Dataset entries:

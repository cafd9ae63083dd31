#![forbid(unsafe_code)]

//! Render-rate limiting.
//!
//! [`FrameThrottle`] owns the single outstanding render timer. It is pure:
//! every method takes the current time, so the scheduling rules can be
//! tested without a clock.

use std::time::Duration;

/// Single-timer frame throttle.
#[derive(Debug, Clone, Default)]
pub struct FrameThrottle {
    interval: Option<Duration>,
    last_render: Option<Duration>,
    deadline: Option<Duration>,
}

impl FrameThrottle {
    /// `interval` is the minimum spacing between renders; `None` disables
    /// throttling.
    #[must_use]
    pub const fn new(interval: Option<Duration>) -> Self {
        Self {
            interval,
            last_render: None,
            deadline: None,
        }
    }

    /// Ask for a render.
    ///
    /// Returns the deadline of a newly armed timer, or `None` when a timer is
    /// already outstanding (the pending render will pick up the latest state).
    pub fn request(&mut self, now: Duration) -> Option<Duration> {
        if self.deadline.is_some() {
            return None;
        }
        let deadline = now + self.delay(now);
        self.deadline = Some(deadline);
        Some(deadline)
    }

    /// `max(0, interval - (now - last_render))`; zero before the first render.
    #[must_use]
    pub fn delay(&self, now: Duration) -> Duration {
        match (self.interval, self.last_render) {
            (Some(interval), Some(last)) => interval.saturating_sub(now.saturating_sub(last)),
            _ => Duration::ZERO,
        }
    }

    #[must_use]
    pub fn is_due(&self, now: Duration) -> bool {
        self.deadline.is_some_and(|deadline| now >= deadline)
    }

    #[must_use]
    pub const fn deadline(&self) -> Option<Duration> {
        self.deadline
    }

    #[must_use]
    pub const fn is_pending(&self) -> bool {
        self.deadline.is_some()
    }

    #[must_use]
    pub const fn last_render(&self) -> Option<Duration> {
        self.last_render
    }

    /// Record that the timer fired and a render happened at `now`.
    pub fn fired(&mut self, now: Duration) {
        self.deadline = None;
        self.last_render = Some(now);
    }

    /// Drop the pending timer and render history.
    pub fn reset(&mut self) {
        self.deadline = None;
        self.last_render = None;
    }
}
#![forbid(unsafe_code)]

//! Strict numeric parsing for form input.
//!
//! Unlike `str::parse`, these accept only plain decimal notation: an optional
//! sign, digits, and (for floats) one fractional part. Whitespace, exponents,
//! `inf`/`nan`, leading or trailing dots are rejected.

/// Parse `^[+-]?[0-9]+$`.
#[must_use]
pub fn strict_parse_int(text: &str) -> Option<i64> {
    let digits = strip_sign(text);
    if digits.is_empty() || !digits.bytes().all(|b| b.is_ascii_digit()) {
        return None;
    }
    text.parse().ok()
}

/// Parse `^[+-]?[0-9]+(\.[0-9]+)?$`.
#[must_use]
pub fn strict_parse_float(text: &str) -> Option<f64> {
    let body = strip_sign(text);
    let (int, frac) = match body.split_once('.') {
        Some((int, frac)) => (int, Some(frac)),
        None => (body, None),
    };
    let all_digits = |s: &str| !s.is_empty() && s.bytes().all(|b| b.is_ascii_digit());
    if !all_digits(int) || frac.is_some_and(|f| !all_digits(f)) {
        return None;
    }
    text.parse().ok()
}

fn strip_sign(text: &str) -> &str {
    text.strip_prefix(['+', '-']).unwrap_or(text)
}

#[cfg(test)]
mod tests {
    use super::*;

    #[test]
    fn ints() {
        assert_eq!(strict_parse_int("42"), Some(42));
        assert_eq!(strict_parse_int("-7"), Some(-7));
        assert_eq!(strict_parse_int("+3"), Some(3));
        for bad in ["", "-", "1.0", " 1", "1e3", "0x10", "12a"] {
            assert_eq!(strict_parse_int(bad), None, "{bad:?}");
        }
    }

    #[test]
    fn floats() {
        assert_eq!(strict_parse_float("0.3"), Some(0.3));
        assert_eq!(strict_parse_float("-10"), Some(-10.0));
        for bad in ["", ".5", "5.", "1e3", "nan", "inf", "1.2.3", " 2"] {
            assert_eq!(strict_parse_float(bad), None, "{bad:?}");
        }
    }
}
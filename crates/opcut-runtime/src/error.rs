#![forbid(unsafe_code)]

//! Renderer errors.

use std::fmt;

use opcut_vdom::BuildError;

/// Why a mutation or render did not complete.
#[derive(Debug, Clone, PartialEq)]
pub enum RendererError {
    /// A path segment did not fit the state it was applied to.
    InvalidPath(opcut_core::Error),
    /// The mutation's transform rejected the update.
    MutationFailure(String),
    /// The view produced a description the builder could not interpret.
    Build(BuildError),
    /// The renderer was re-initialized before the mutation settled.
    Reset,
}

impl fmt::Display for RendererError {
    fn fmt(&self, f: &mut fmt::Formatter<'_>) -> fmt::Result {
        match self {
            Self::InvalidPath(e) => write!(f, "{e}"),
            Self::MutationFailure(msg) => write!(f, "mutation failed: {msg}"),
            Self::Build(e) => write!(f, "render failed: {e}"),
            Self::Reset => f.write_str("renderer was re-initialized"),
        }
    }
}

impl std::error::Error for RendererError {
    fn source(&self) -> Option<&(dyn std::error::Error + 'static)> {
        match self {
            Self::InvalidPath(e) => Some(e),
            Self::Build(e) => Some(e),
            Self::MutationFailure(_) | Self::Reset => None,
        }
    }
}

impl From<opcut_core::Error> for RendererError {
    fn from(e: opcut_core::Error) -> Self {
        match e {
            opcut_core::Error::InvalidPath { .. } => Self::InvalidPath(e),
            other @ opcut_core::Error::NotAContainer { .. } => {
                Self::MutationFailure(other.to_string())
            }
        }
    }
}

impl From<BuildError> for RendererError {
    fn from(e: BuildError) -> Self {
        Self::Build(e)
    }
}
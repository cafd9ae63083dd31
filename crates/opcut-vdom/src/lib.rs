#![forbid(unsafe_code)]

//! Virtual tree: loose view descriptions, normalized virtual nodes, the host
//! [`Dom`] abstraction and the [`Reconciler`] that patches a host to match a
//! new tree.

pub mod builder;
pub mod dom;
pub mod error;
pub mod memory;
pub mod reconcile;
pub mod vnode;

pub use builder::{Description, ElementBuilder, build, h};
pub use dom::Dom;
pub use error::BuildError;
pub use memory::{MemoryDom, NodeId};
pub use reconcile::{PatchStats, Reconciler};
pub use vnode::{Data, DomEvent, Element, Listener, Selector, VNode};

PROBLEM DESCRIPTION: Your answer should contain every entry, transcribed exactly.

FINISHED EXERCISE:
repository cafd9ae63083dd31
#![forbid(unsafe_code)]

//! Render-rate limiting.
//!
//! [`FrameThrottle`] owns the single outstanding render timer. It is pure:
//! every method takes the current time, so the scheduling rules can be
//! tested without a clock.

use std::time::Duration;

/// Single-timer frame throttle.
#[derive(Debug, Clone, Default)]
pub struct FrameThrottle {
    interval: Option<Duration>,
    last_render: Option<Duration>,
    deadline: Option<Duration>,
}

impl FrameThrottle {
    /// `interval` is the minimum spacing between renders; `None` disables
    /// throttling.
    #[must_use]
    pub const fn new(interval: Option<Duration>) -> Self {
        Self {
            interval,
            last_render: None,
            deadline: None,
        }
    }

    /// Ask for a render.
    ///
    /// Returns the deadline of a newly armed timer, or `None` when a timer is
    /// already outstanding (the pending render will pick up the latest state).
    pub fn request(&mut self, now: Duration) -> Option<Duration> {
        if self.deadline.is_some() {
            return None;
        }
        let deadline = now + self.delay(now);
        self.deadline = Some(deadline);
        Some(deadline)
    }

    /// `max(0, interval - (now - last_render))`; zero before the first render.
    #[must_use]
    pub fn delay(&self, now: Duration) -> Duration {
        match (self.interval, self.last_render) {
            (Some(interval), Some(last)) => interval.saturating_sub(now.saturating_sub(last)),
            _ => Duration::ZERO,
        }
    }

    #[must_use]
    pub fn is_due(&self, now: Duration) -> bool {
        self.deadline.is_some_and(|deadline| now >= deadline)
    }

    #[must_use]
    pub const fn deadline(&self) -> Option<Duration> {
        self.deadline
    }

    #[must_use]
    pub const fn is_pending(&self) -> bool {
        self.deadline.is_some()
    }

    #[must_use]
    pub const fn last_render(&self) -> Option<Duration> {
        self.last_render
    }

    /// Record that the timer fired and a render happened at `now`.
    pub fn fired(&mut self, now: Duration) {
        self.deadline = None;
        self.last_render = Some(now);
    }

    /// Drop the pending timer and render history.
    pub fn reset(&mut self) {
        self.deadline = None;
        self.last_render = None;
    }
}
#![forbid(unsafe_code)]

//! Strict numeric parsing for form input.
//!
//! Unlike `str::parse`, these accept only plain decimal notation: an optional
//! sign, digits, and (for floats) one fractional part. Whitespace, exponents,
//! `inf`/`nan`, leading or trailing dots are rejected.

/// Parse `^[+-]?[0-9]+$`.
#[must_use]
pub fn strict_parse_int(text: &str) -> Option<i64> {
    let digits = strip_sign(text);
    if digits.is_empty() || !digits.bytes().all(|b| b.is_ascii_digit()) {
        return None;
    }
    text.parse().ok()
}

/// Parse `^[+-]?[0-9]+(\.[0-9]+)?$`.
#[must_use]
pub fn strict_parse_float(text: &str) -> Option<f64> {
    let body = strip_sign(text);
    let (int, frac) = match body.split_once('.') {
        Some((int, frac)) => (int, Some(frac)),
        None => (body, None),
    };
    let all_digits = |s: &str| !s.is_empty() && s.bytes().all(|b| b.is_ascii_digit());
    if !all_digits(int) || frac.is_some_and(|f| !all_digits(f)) {
        return None;
    }
    text.parse().ok()
}

fn strip_sign(text: &str) -> &str {
    text.strip_prefix(['+', '-']).unwrap_or(text)
}

#[cfg(test)]
mod tests {
    use super::*;

    #[test]
    fn ints() {
        assert_eq!(strict_parse_int("42"), Some(42));
        assert_eq!(strict_parse_int("-7"), Some(-7));
        assert_eq!(strict_parse_int("+3"), Some(3));
        for bad in ["", "-", "1.0", " 1", "1e3", "0x10", "12a"] {
            assert_eq!(strict_parse_int(bad), None, "{bad:?}");
        }
    }

    #[test]
    fn floats() {
        assert_eq!(strict_parse_float("0.3"), Some(0.3));
        assert_eq!(strict_parse_float("-10"), Some(-10.0));
        for bad in ["", ".5", "5.", "1e3", "nan", "inf", "1.2.3", " 2"] {
            assert_eq!(strict_parse_float(bad), None, "{bad:?}");
        }
    }
}
filename crates/opcut-runtime/src/error.rs
#![forbid(unsafe_code)]

//! Renderer errors.

use std::fmt;

use opcut_vdom::BuildError;

/// Why a mutation or render did not complete.
#[derive(Debug, Clone, PartialEq)]
pub enum RendererError {
    /// A path segment did not fit the state it was applied to.
    InvalidPath(opcut_core::Error),
    /// The mutation's transform rejected the update.
    MutationFailure(String),
    /// The view produced a description the builder could not interpret.
    Build(BuildError),
    /// The renderer was re-initialized before the mutation settled.
    Reset,
}

impl fmt::Display for RendererError {
    fn fmt(&self, f: &mut fmt::Formatter<'_>) -> fmt::Result {
        match self {
            Self::InvalidPath(e) => write!(f, "{e}"),
            Self::MutationFailure(msg) => write!(f, "mutation failed: {msg}"),
            Self::Build(e) => write!(f, "render failed: {e}"),
            Self::Reset => f.write_str("renderer was re-initialized"),
        }
    }
}

impl std::error::Error for RendererError {
    fn source(&self) -> Option<&(dyn std::error::Error + 'static)> {
        match self {
            Self::InvalidPath(e) => Some(e),
            Self::Build(e) => Some(e),
            Self::MutationFailure(_) | Self::Reset => None,
        }
    }
}

impl From<opcut_core::Error> for RendererError {
    fn from(e: opcut_core::Error) -> Self {
        match e {
            opcut_core::Error::InvalidPath { .. } => Self::InvalidPath(e),
            other @ opcut_core::Error::NotAContainer { .. } => {
                Self::MutationFailure(other.to_string())
            }
        }
    }
}

impl From<BuildError> for RendererError {
    fn from(e: BuildError) -> Self {
        Self::Build(e)
    }
}
repository cafd9ae63083dd31
filename crates/opcut-vdom/src/lib.rs
#![forbid(unsafe_code)]

//! Virtual tree: loose view descriptions, normalized virtual nodes, the host
//! [`Dom`] abstraction and the [`Reconciler`] that patches a host to match a
//! new tree.

pub mod builder;
pub mod dom;
pub mod error;
pub mod memory;
pub mod reconcile;
pub mod vnode;

pub use builder::{Description, ElementBuilder, build, h};
pub use dom::Dom;
pub use error::BuildError;
pub use memory::{MemoryDom, NodeId};
pub use reconcile::{PatchStats, Reconciler};
pub use vnode::{Data, DomEvent, Element, Listener, Selector, VNode};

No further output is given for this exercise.